This study showed that children to young mothers’ group had higher risk of diarrhea than those of children to older mother’s group. This finding is in line with other studies conducted in low and middle- income countries [19, 20, 38, 39]. The possible reason might be the greater experience of older women in child care and younger mothers might have less understanding and knowledge about diarrheal disease, mode of transmission and pathogens spread in the household compared to the older ones. So that health education intervention should consider young mothers as one target audience to prevent diarrhea among under-five children.
This study revealed that the prevalence of diarrhea was higher among children whose mothers had secondary education and below. This finding is similar to a study conducted in Nepal [40] and Brazil [41]. Women education may enhance knowledge, attitude and practice of basic preventive measures like proper breastfeeding, child feeding, water treatment and, healthier childcare [11, 42]. This indicates the importance of improving the contents and quality of education (e.g. including health education and promotion in the school curriculum including low levels of education).
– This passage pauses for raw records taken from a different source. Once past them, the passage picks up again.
// Copyright 2025-Present Datadog, Inc. https://www.datadoghq.com/
// SPDX-License-Identifier: Apache-2.0

/// What the agent does with a batch after the collector answered.
#[derive(Debug, Clone, Copy, PartialEq, Eq)]
pub enum ResponseAction {
    /// Batch accepted.
    Sent,
    /// Collector asks to slow down (420).
    Backoff,
    /// Payload too large, send more often (413).
    SpeedUp,
    /// The agent must stop for good.
    Fatal,
    /// Transport failure or an unexpected status.
    Unknown,
}

impl ResponseAction {
    /// `None` stands for a transport failure.
    #[must_use]
    pub fn from_status(status: Option<u16>) -> Self {
        match status {
            Some(200) => Self::Sent,
            Some(420) => Self::Backoff,
            Some(413) => Self::SpeedUp,
            Some(401 | 402 | 406 | 429) => Self::Fatal,
            _ => Self::Unknown,
        }
    }
}

/// Log line for a fatal status.
#[must_use]
pub fn fatal_reason(status: u16) -> &'static str {
    match status {
        401 => "API token cannot be authorized",
        402 => "Payment required",
        406 => "Your AppSignal client cannot communicate with the API anymore, please upgrade",
        429 => "Too many requests sent",
        _ => "Collector refused further data",
    }
}

#[cfg(test)]
mod tests {
    use super::*;

    #[test]
    fn test_from_status() {
        assert_eq!(ResponseAction::from_status(Some(200)), ResponseAction::Sent);
        assert_eq!(ResponseAction::from_status(Some(420)), ResponseAction::Backoff);
        assert_eq!(ResponseAction::from_status(Some(413)), ResponseAction::SpeedUp);
        for status in [401, 402, 406, 429] {
            assert_eq!(ResponseAction::from_status(Some(status)), ResponseAction::Fatal);
        }
        assert_eq!(ResponseAction::from_status(Some(500)), ResponseAction::Unknown);
        assert_eq!(ResponseAction::from_status(Some(201)), ResponseAction::Unknown);
        assert_eq!(ResponseAction::from_status(None), ResponseAction::Unknown);
    }
}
In agreement of studies conducted in Pakistan and Vietnam [43], the current study revealed that a higher risk of diarrhea among under-five children was found in households with five or more under-five children. The possible reason might be when the number of under-five children in a household increases, the risk of exposure to germs and pathogens increases and parents’ attention and quality of care decreases because of the incapability of the mothers to care for a large number of children. This indicates that child spacing might have positive influence to prevent diarrhea. Hence, it should be considered as one main intervention to reduce morbidity and mortality of under-five children related to diarrhea.
The present study also showed that children to mothers who currently work had higher odds of diarrhea compared to mothers who do not work currently. This finding is in line with other studies in Ethiopia and some sub-Saharan countries [13, 14, 17]. This could be because mothers who currently work might not have enough time to care their children since they spend most of their time at work to increase family income while mothers who do not work currently usually have time to care their children and can minimize the exposure of their children from contaminated objects.
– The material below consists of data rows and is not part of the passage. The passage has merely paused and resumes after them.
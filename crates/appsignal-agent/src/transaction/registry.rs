// Copyright 2025-Present Datadog, Inc. https://www.datadoghq.com/
// SPDX-License-Identifier: Apache-2.0

//! In-flight transactions, by execution context and by request id.
//!
//! Every thread owns at most one slot. Creating a transaction on a thread
//! whose slot is still occupied displaces the stale transaction; the caller
//! is handed the displaced transactions so they can be completed instead of
//! silently lost.

use std::collections::HashMap;
use std::sync::{Arc, Mutex, PoisonError};
use std::thread::{self, ThreadId};

use tracing::debug;

use crate::transaction::Transaction;

pub type TransactionHandle = Arc<Mutex<Transaction>>;

#[derive(Default)]
struct RegistryState {
    slots: HashMap<ThreadId, String>,
    transactions: HashMap<String, TransactionHandle>,
}

impl RegistryState {
    fn detach(&mut self, request_id: &str) -> Option<TransactionHandle> {
        self.slots.retain(|_, id| id != request_id);
        self.transactions.remove(request_id)
    }

    fn holds(&self, request_id: &str, handle: &TransactionHandle) -> bool {
        self.transactions
            .get(request_id)
            .is_some_and(|registered| Arc::ptr_eq(registered, handle))
    }
}

#[derive(Default)]
pub struct TransactionRegistry {
    state: Mutex<RegistryState>,
}

impl TransactionRegistry {
    #[must_use]
    pub fn new() -> Self {
        Self::default()
    }

    fn state(&self) -> std::sync::MutexGuard<'_, RegistryState> {
        self.state.lock().unwrap_or_else(PoisonError::into_inner)
    }

    /// Registers `transaction` as the current transaction of the calling
    /// thread. Returns its handle and any transactions it displaced: the
    /// thread's previous one and one registered under the same request id.
    pub fn create(&self, transaction: Transaction) -> (TransactionHandle, Vec<Transaction>) {
        let request_id = transaction.request_id().to_string();
        let thread_id = thread::current().id();
        let handle = Arc::new(Mutex::new(transaction));

        let mut displaced = Vec::new();
        let mut state = self.state();
        if let Some(stale_id) = state.slots.get(&thread_id).cloned() {
            debug!(
                "Transaction '{}' still in flight when '{}' started, completing it",
                stale_id, request_id
            );
            displaced.extend(state.detach(&stale_id));
        }
        if state.transactions.contains_key(&request_id) {
            debug!("Transaction '{}' registered twice, completing the first", request_id);
            displaced.extend(state.detach(&request_id));
        }
        state.slots.insert(thread_id, request_id.clone());
        state.transactions.insert(request_id, Arc::clone(&handle));
        drop(state);

        (handle, displaced.into_iter().map(into_transaction).collect())
    }

    /// Transaction of the calling thread.
    #[must_use]
    pub fn current(&self) -> Option<TransactionHandle> {
        let state = self.state();
        let request_id = state.slots.get(&thread::current().id())?;
        state.transactions.get(request_id).cloned()
    }

    /// Transaction registered under `request_id`, from any thread.
    #[must_use]
    pub fn get(&self, request_id: &str) -> Option<TransactionHandle> {
        self.state().transactions.get(request_id).cloned()
    }

    /// Removes the transaction and every slot pointing at it, handing back
    /// the owned transaction. `None` when it was already removed.
    pub fn detach(&self, request_id: &str) -> Option<Transaction> {
        let handle = self.state().detach(request_id)?;
        Some(into_transaction(handle))
    }

    /// True while `handle` itself is registered under `request_id`. A
    /// newer transaction reusing the id does not count.
    #[must_use]
    pub fn is_registered(&self, request_id: &str, handle: &TransactionHandle) -> bool {
        self.state().holds(request_id, handle)
    }

    /// Detaches `handle` if it is still the transaction registered under
    /// `request_id`. `None` when it was displaced or already completed, in
    /// which case whatever now holds the id is left alone.
    pub fn detach_handle(
        &self,
        request_id: &str,
        handle: TransactionHandle,
    ) -> Option<Transaction> {
        let registered = {
            let mut state = self.state();
            if !state.holds(request_id, &handle) {
                return None;
            }
            state.detach(request_id)
        };
        drop(handle);
        registered.map(into_transaction)
    }

    #[must_use]
    pub fn len(&self) -> usize {
        self.state().transactions.len()
    }

    #[must_use]
    pub fn is_empty(&self) -> bool {
        self.len() == 0
    }
}

fn into_transaction(handle: TransactionHandle) -> Transaction {
    match Arc::try_unwrap(handle) {
        Ok(mutex) => mutex.into_inner().unwrap_or_else(PoisonError::into_inner),
        // Someone still holds a handle; they keep a now-detached copy.
        Err(shared) => shared
            .lock()
            .unwrap_or_else(PoisonError::into_inner)
            .clone(),
    }
}

#[cfg(test)]
mod tests {
    use super::*;
    use crate::config::Config;
    use crate::transaction::event::Payload;

    fn transaction(id: &str) -> Transaction {
        Transaction::new(id, Payload::new(), &Config::default())
    }

    fn current_id(registry: &TransactionRegistry) -> Option<String> {
        registry
            .current()
            .map(|handle| handle.lock().expect("lock").request_id().to_string())
    }

    #[test]
    fn test_most_recent_is_current() {
        let registry = TransactionRegistry::new();
        let (_a, displaced) = registry.create(transaction("a"));
        assert!(displaced.is_empty());
        let (_b, displaced) = registry.create(transaction("b"));

        assert_eq!(current_id(&registry).as_deref(), Some("b"));
        assert_eq!(displaced.len(), 1);
        assert_eq!(displaced[0].request_id(), "a");
        assert_eq!(registry.len(), 1);
    }

    #[test]
    fn test_detach_clears_slot() {
        let registry = TransactionRegistry::new();
        let (handle, _) = registry.create(transaction("a"));
        drop(handle);
        let detached = registry.detach("a").expect("registered");
        assert_eq!(detached.request_id(), "a");
        assert!(registry.current().is_none());
        assert!(registry.detach("a").is_none());
        assert!(registry.is_empty());
    }

    #[test]
    fn test_detach_with_outstanding_handle_copies() {
        let registry = TransactionRegistry::new();
        let (handle, _) = registry.create(transaction("a"));
        handle.lock().expect("lock").set_action("A#b");
        let detached = registry.detach("a").expect("registered");
        assert_eq!(detached.action(), Some("A#b"));
    }

    #[test]
    fn test_slots_are_per_thread() {
        let registry = Arc::new(TransactionRegistry::new());
        registry.create(transaction("main"));

        let other = Arc::clone(&registry);
        let seen = thread::spawn(move || {
            let before = current_id(&other);
            other.create(transaction("worker"));
            (before, current_id(&other))
        })
        .join()
        .expect("thread");

        assert_eq!(seen, (None, Some("worker".to_string())));
        assert_eq!(current_id(&registry).as_deref(), Some("main"));
        assert!(registry.get("worker").is_some());
    }

    #[test]
    fn test_duplicate_request_id_displaces() {
        let registry = Arc::new(TransactionRegistry::new());
        let other = Arc::clone(&registry);
        thread::spawn(move || {
            other.create(transaction("same"));
        })
        .join()
        .expect("thread");

        let (_, displaced) = registry.create(transaction("same"));
        assert_eq!(displaced.len(), 1);
        assert_eq!(current_id(&registry).as_deref(), Some("same"));
        assert_eq!(registry.len(), 1);
    }

    #[test]
    fn test_detach_handle_ignores_newer_transaction_with_same_id() {
        let registry = TransactionRegistry::new();
        let (stale, _) = registry.create(transaction("same"));
        let (fresh, displaced) = registry.create(transaction("same"));
        assert_eq!(displaced.len(), 1);

        assert!(!registry.is_registered("same", &stale));
        assert!(registry.is_registered("same", &fresh));
        assert!(registry.detach_handle("same", stale).is_none());
        assert!(registry.is_registered("same", &fresh));
        assert_eq!(current_id(&registry).as_deref(), Some("same"));

        let detached = registry.detach_handle("same", fresh).expect("registered");
        assert_eq!(detached.request_id(), "same");
        assert!(registry.is_empty());
        assert!(registry.current().is_none());
    }
}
In this study higher risk of diarrhea was observed among under five children from lower wealth index. This finding is consistent with finding in Iraq [44] and India [45]. Wealth has a direct implication on access to sanitation services and basic water. Households in poor conditions are more likely to use poor sanitation sources and unimproved water, thus children in these conditions are highly susceptible to infections including diarrhea [46, 47].
The current study showed that children who were initiated breast feeding within an hour of birth had less chance to develop diarrhea. This finding is similar to other studies in Brazil and Cameroon [18]. This implies that mothers who give birth should be advised that to give breast feeding within an hour for the protective effect of initiation of breastfeeding for infectious diseases in general and diarrhea in particular [48].
This study revealed that age of the child was significantly associated with the development of diarrhea. The risk of developing diarrheal diseases among children aged from 12 to 23 months was high compared with children aged 0 -11months. This finding is similar to studies conducted in Bangladesh and Indonesia [49]. This might be due to children whose age at 12 to 23 months starts crawling and moving around the house thus they can easily ingest dirty or other contaminated objects [25]. This period is also time of stopping breast milk for most of under-five children, so that when breast feeding stops, infants are exposed to food borne germs and loss the protection of breast milk’s anti-infective properties [50].
The present study also showed that children from households who spend greater than 30 minutes and above to get drinking water source were more vulnerable to diarrhea compared with those who spend below 30 minutes. This finding is in agreement with other studies [22, 51]. In fact, water supply sources does not necessarily mean accessing to clean drinking water but the time burden of water fetching might influence the volume of water collected by households as well as time spent on child care. Additionally, the association of a higher risk of diarrhea with public standpipe water can be explained by water contamination during transportation. Hence, improvements of ease of access and quality of water is recommended as preventive measures to control diarrhea [52].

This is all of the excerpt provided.